(Dataset excerpts)
• • • • • • •

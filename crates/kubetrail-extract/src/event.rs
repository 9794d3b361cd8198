//! Event field extraction.

use chrono::{DateTime, Utc};
use serde::Deserialize;
use tracing::warn;

use crate::error::ExtractResult;
use crate::metadata::{null_as_default, parse_timestamp};

/// Fields of a Kubernetes Event needed for counting.
///
/// Timestamps that are missing or unparseable become the Unix epoch. A
/// negative count is read as zero.
#[derive(Debug, Clone, Default, PartialEq, Eq)]
pub struct EventInfo {
    pub reason: String,
    pub event_type: String,
    pub first_timestamp: DateTime<Utc>,
    pub last_timestamp: DateTime<Utc>,
    pub count: i64,
}

impl EventInfo {
    /// Key under which this event is counted within a minute.
    pub fn reason_key(&self) -> String {
        format!("{}:{}", self.reason, self.event_type)
    }
}

#[derive(Deserialize, Default)]
#[serde(rename_all = "camelCase", default)]
struct RawEvent {
    #[serde(deserialize_with = "null_as_default")]
    reason: String,
    #[serde(rename = "type", deserialize_with = "null_as_default")]
    event_type: String,
    first_timestamp: Option<String>,
    last_timestamp: Option<String>,
    count: Option<i64>,
}

pub fn extract_event_info(payload: &str) -> ExtractResult<EventInfo> {
    let raw: RawEvent = serde_json::from_str(payload)?;
    let count = raw.count.unwrap_or_default();
    if count < 0 {
        warn!(reason = %raw.reason, count, "negative event count");
    }
    Ok(EventInfo {
        first_timestamp: timestamp_or_epoch("firstTimestamp", raw.first_timestamp.as_deref()),
        last_timestamp: timestamp_or_epoch("lastTimestamp", raw.last_timestamp.as_deref()),
        reason: raw.reason,
        event_type: raw.event_type,
        count: count.max(0),
    })
}

fn timestamp_or_epoch(field: &str, value: Option<&str>) -> DateTime<Utc> {
    match value {
        Some(value) => parse_timestamp(value).unwrap_or_else(|e| {
            warn!(field, error = %e, "unparseable event timestamp");
            DateTime::<Utc>::default()
        }),
        None => DateTime::<Utc>::default(),
    }
}
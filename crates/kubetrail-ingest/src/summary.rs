//! Resource summary and relationship upserts.

use chrono::{DateTime, Utc};
use kubetrail_extract::{EVENT_KIND, KubeMetadata, NODE_KIND, POD_KIND, extract_node_name};
use kubetrail_store::{
    ChangeType, RelationshipKey, ResourceSummary, ResourceSummaryKey, Rows, StoreError, Table,
    TableKey, Tables, WatchRecord,
};
use tracing::trace;

use crate::error::IngestResult;

/// Summary keys of the record's owners, in the record's partition.
fn owner_keys(tables: &Tables, at: DateTime<Utc>, metadata: &KubeMetadata) -> Vec<String> {
    let clock = tables.clock();
    metadata
        .owner_references
        .iter()
        .map(|owner| {
            ResourceSummaryKey::new(
                &clock,
                at,
                &owner.kind,
                &metadata.namespace,
                &owner.name,
                &owner.uid,
            )
            .to_string()
        })
        .collect()
}

/// Load the row for `key` and apply one observation to it.
fn observe<K: TableKey>(
    table: &Table<K, ResourceSummary>,
    rows: &Rows<'_>,
    key: &K,
    record: &WatchRecord,
    metadata: &KubeMetadata,
) -> IngestResult<ResourceSummary> {
    let mut summary = match table.get(rows, key) {
        Ok(mut existing) => {
            if record.change_type == ChangeType::Add {
                existing.first_seen = Some(record.timestamp);
            }
            existing
        }
        Err(StoreError::NotFound(_)) => ResourceSummary {
            first_seen: Some(record.timestamp),
            create_time: metadata.created_at(),
            ..ResourceSummary::default()
        },
        Err(e) => return Err(e.into()),
    };
    summary.last_seen = Some(record.timestamp);
    if record.change_type == ChangeType::Delete {
        summary.deleted_at_end = true;
    }
    Ok(summary)
}

/// Upsert the entity's summary row. Events are skipped.
pub fn update_resource_summary(
    tables: &Tables,
    rows: &mut Rows<'_>,
    record: &WatchRecord,
    metadata: &KubeMetadata,
) -> IngestResult<()> {
    if record.kind == EVENT_KIND {
        return Ok(());
    }
    let key = ResourceSummaryKey::new(
        &tables.clock(),
        record.timestamp,
        &record.kind,
        &metadata.namespace,
        &metadata.name,
        &metadata.uid,
    );
    let table = tables.resource_summary();
    let mut summary = observe(table, rows, &key, record, metadata)?;
    summary.relationships = owner_keys(tables, record.timestamp, metadata);
    table.set(rows, &key, &summary)?;
    trace!(%key, "resource summary updated");
    Ok(())
}

/// Upsert the relationship row of a Pod: its owners and the node it runs on.
/// Other kinds are skipped.
pub fn update_relationship(
    tables: &Tables,
    rows: &mut Rows<'_>,
    record: &WatchRecord,
    metadata: &KubeMetadata,
) -> IngestResult<()> {
    if record.kind != POD_KIND {
        return Ok(());
    }
    let clock = tables.clock();
    let key = RelationshipKey::new(
        &clock,
        record.timestamp,
        &record.kind,
        &metadata.namespace,
        &metadata.name,
        &metadata.uid,
    );
    let table = tables.relationship();
    let mut relationship = observe(table, rows, &key, record, metadata)?;

    let mut related = owner_keys(tables, record.timestamp, metadata);
    if let Some(node) = extract_node_name(&record.payload)? {
        related.push(
            ResourceSummaryKey::new(&clock, record.timestamp, NODE_KIND, "", &node, "")
                .to_string(),
        );
    }
    for link in related {
        if !relationship.relationships.contains(&link) {
            relationship.relationships.push(link);
        }
    }

    table.set(rows, &key, &relationship)?;
    trace!(%key, links = relationship.relationships.len(), "relationship updated");
    Ok(())
}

• • • • • • •

EXERCISE:
Give the data back in full, matching it character for character.

RESULT FOR THIS EXERCISE:
filename crates/kubetrail-extract/src/event.rs
repository 9794d3b361cd8198
//! Event field extraction.

use chrono::{DateTime, Utc};
use serde::Deserialize;
use tracing::warn;

use crate::error::ExtractResult;
use crate::metadata::{null_as_default, parse_timestamp};

/// Fields of a Kubernetes Event needed for counting.
///
/// Timestamps that are missing or unparseable become the Unix epoch. A
/// negative count is read as zero.
#[derive(Debug, Clone, Default, PartialEq, Eq)]
pub struct EventInfo {
    pub reason: String,
    pub event_type: String,
    pub first_timestamp: DateTime<Utc>,
    pub last_timestamp: DateTime<Utc>,
    pub count: i64,
}

impl EventInfo {
    /// Key under which this event is counted within a minute.
    pub fn reason_key(&self) -> String {
        format!("{}:{}", self.reason, self.event_type)
    }
}

#[derive(Deserialize, Default)]
#[serde(rename_all = "camelCase", default)]
struct RawEvent {
    #[serde(deserialize_with = "null_as_default")]
    reason: String,
    #[serde(rename = "type", deserialize_with = "null_as_default")]
    event_type: String,
    first_timestamp: Option<String>,
    last_timestamp: Option<String>,
    count: Option<i64>,
}

pub fn extract_event_info(payload: &str) -> ExtractResult<EventInfo> {
    let raw: RawEvent = serde_json::from_str(payload)?;
    let count = raw.count.unwrap_or_default();
    if count < 0 {
        warn!(reason = %raw.reason, count, "negative event count");
    }
    Ok(EventInfo {
        first_timestamp: timestamp_or_epoch("firstTimestamp", raw.first_timestamp.as_deref()),
        last_timestamp: timestamp_or_epoch("lastTimestamp", raw.last_timestamp.as_deref()),
        reason: raw.reason,
        event_type: raw.event_type,
        count: count.max(0),
    })
}

fn timestamp_or_epoch(field: &str, value: Option<&str>) -> DateTime<Utc> {
    match value {
        Some(value) => parse_timestamp(value).unwrap_or_else(|e| {
            warn!(field, error = %e, "unparseable event timestamp");
            DateTime::<Utc>::default()
        }),
        None => DateTime::<Utc>::default(),
    }
}
filename crates/kubetrail-ingest/src/summary.rs
//! Resource summary and relationship upserts.

use chrono::{DateTime, Utc};
use kubetrail_extract::{EVENT_KIND, KubeMetadata, NODE_KIND, POD_KIND, extract_node_name};
use kubetrail_store::{
    ChangeType, RelationshipKey, ResourceSummary, ResourceSummaryKey, Rows, StoreError, Table,
    TableKey, Tables, WatchRecord,
};
use tracing::trace;

use crate::error::IngestResult;

/// Summary keys of the record's owners, in the record's partition.
fn owner_keys(tables: &Tables, at: DateTime<Utc>, metadata: &KubeMetadata) -> Vec<String> {
    let clock = tables.clock();
    metadata
        .owner_references
        .iter()
        .map(|owner| {
            ResourceSummaryKey::new(
                &clock,
                at,
                &owner.kind,
                &metadata.namespace,
                &owner.name,
                &owner.uid,
            )
            .to_string()
        })
        .collect()
}

/// Load the row for `key` and apply one observation to it.
fn observe<K: TableKey>(
    table: &Table<K, ResourceSummary>,
    rows: &Rows<'_>,
    key: &K,
    record: &WatchRecord,
    metadata: &KubeMetadata,
) -> IngestResult<ResourceSummary> {
    let mut summary = match table.get(rows, key) {
        Ok(mut existing) => {
            if record.change_type == ChangeType::Add {
                existing.first_seen = Some(record.timestamp);
            }
            existing
        }
        Err(StoreError::NotFound(_)) => ResourceSummary {
            first_seen: Some(record.timestamp),
            create_time: metadata.created_at(),
            ..ResourceSummary::default()
        },
        Err(e) => return Err(e.into()),
    };
    summary.last_seen = Some(record.timestamp);
    if record.change_type == ChangeType::Delete {
        summary.deleted_at_end = true;
    }
    Ok(summary)
}

/// Upsert the entity's summary row. Events are skipped.
pub fn update_resource_summary(
    tables: &Tables,
    rows: &mut Rows<'_>,
    record: &WatchRecord,
    metadata: &KubeMetadata,
) -> IngestResult<()> {
    if record.kind == EVENT_KIND {
        return Ok(());
    }
    let key = ResourceSummaryKey::new(
        &tables.clock(),
        record.timestamp,
        &record.kind,
        &metadata.namespace,
        &metadata.name,
        &metadata.uid,
    );
    let table = tables.resource_summary();
    let mut summary = observe(table, rows, &key, record, metadata)?;
    summary.relationships = owner_keys(tables, record.timestamp, metadata);
    table.set(rows, &key, &summary)?;
    trace!(%key, "resource summary updated");
    Ok(())
}

/// Upsert the relationship row of a Pod: its owners and the node it runs on.
/// Other kinds are skipped.
pub fn update_relationship(
    tables: &Tables,
    rows: &mut Rows<'_>,
    record: &WatchRecord,
    metadata: &KubeMetadata,
) -> IngestResult<()> {
    if record.kind != POD_KIND {
        return Ok(());
    }
    let clock = tables.clock();
    let key = RelationshipKey::new(
        &clock,
        record.timestamp,
        &record.kind,
        &metadata.namespace,
        &metadata.name,
        &metadata.uid,
    );
    let table = tables.relationship();
    let mut relationship = observe(table, rows, &key, record, metadata)?;

    let mut related = owner_keys(tables, record.timestamp, metadata);
    if let Some(node) = extract_node_name(&record.payload)? {
        related.push(
            ResourceSummaryKey::new(&clock, record.timestamp, NODE_KIND, "", &node, "")
                .to_string(),
        );
    }
    for link in related {
        if !relationship.relationships.contains(&link) {
            relationship.relationships.push(link);
        }
    }

    table.set(rows, &key, &relationship)?;
    trace!(%key, links = relationship.relationships.len(), "relationship updated");
    Ok(())
}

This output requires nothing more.